Abstract

ABSTRACT Most of the information security management research involving fear appeals is guided by either protection motivation theory or the extended parallel processing model. Over time, extant research has extended these theories, as well as their derivative theories, in a variety of ways, leading to several theoretical and empirical inconsistencies. The large body of fragmented, and sometimes conflicting, research has muddied the broader understanding of what drives protection- and defensive motivation. We provide guidance to the security discourse by offering the first study in the literature to employ two-stage meta-analytic structural equation modeling (TSSEM), which combines covariance-based structural equation modeling and meta-analysis. Information systems (IS) researchers have traditionally used meta-analysis for structural equation modeling for such purposes—an approach that has several serious statistical flaws. Using 341 systematically selected empirical security articles (representing 383 unique studies) and TSSEM, we pool a large series of five datasets to test six models, from which we examine the effects of constructs and paths in the security fear-appeals literature. We compare and test six versions of models inspired by issues in the broader fear-appeals literature.
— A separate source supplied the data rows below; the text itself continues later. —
//! Conversions from shapes to plane-bounded volumes.

use super::PbVolume;
use crate::polyhedron::Polyhedron;
use crate::primitives::{Aabb, Obb};

/// Shapes that can describe themselves as an intersection of half-spaces.
pub trait ToPbVolume {
    /// The bounding planes of the shape, outward normals.
    fn to_pb_volume(&self) -> PbVolume;
}

impl ToPbVolume for Aabb {
    /// Six planes ordered `-X, +X, -Y, +Y, -Z, +Z`.
    fn to_pb_volume(&self) -> PbVolume {
        PbVolume::from_planes(self.planes().to_vec())
    }
}

impl ToPbVolume for Obb {
    /// Six planes ordered `-a0, +a0, -a1, +a1, -a2, +a2`.
    fn to_pb_volume(&self) -> PbVolume {
        PbVolume::from_planes(self.planes().to_vec())
    }
}

impl ToPbVolume for Polyhedron {
    /// One plane per non-degenerate face. Only describes the solid when it
    /// is convex.
    fn to_pb_volume(&self) -> PbVolume {
        PbVolume::from_planes(self.face_planes())
    }
}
We confirm the importance of both the threat- and coping-appraisal processes; establish the central role of fear and that it has greater importance than threat; show that efficacy is a stronger predictor of protection motivation than is threat; demonstrate that response costs as currently measured are ineffective but that maladaptive rewards have a strong negative effect on protection motivation and a positive effect on defensive motivation; and provide evidence that dual models of danger control and fear control should be used.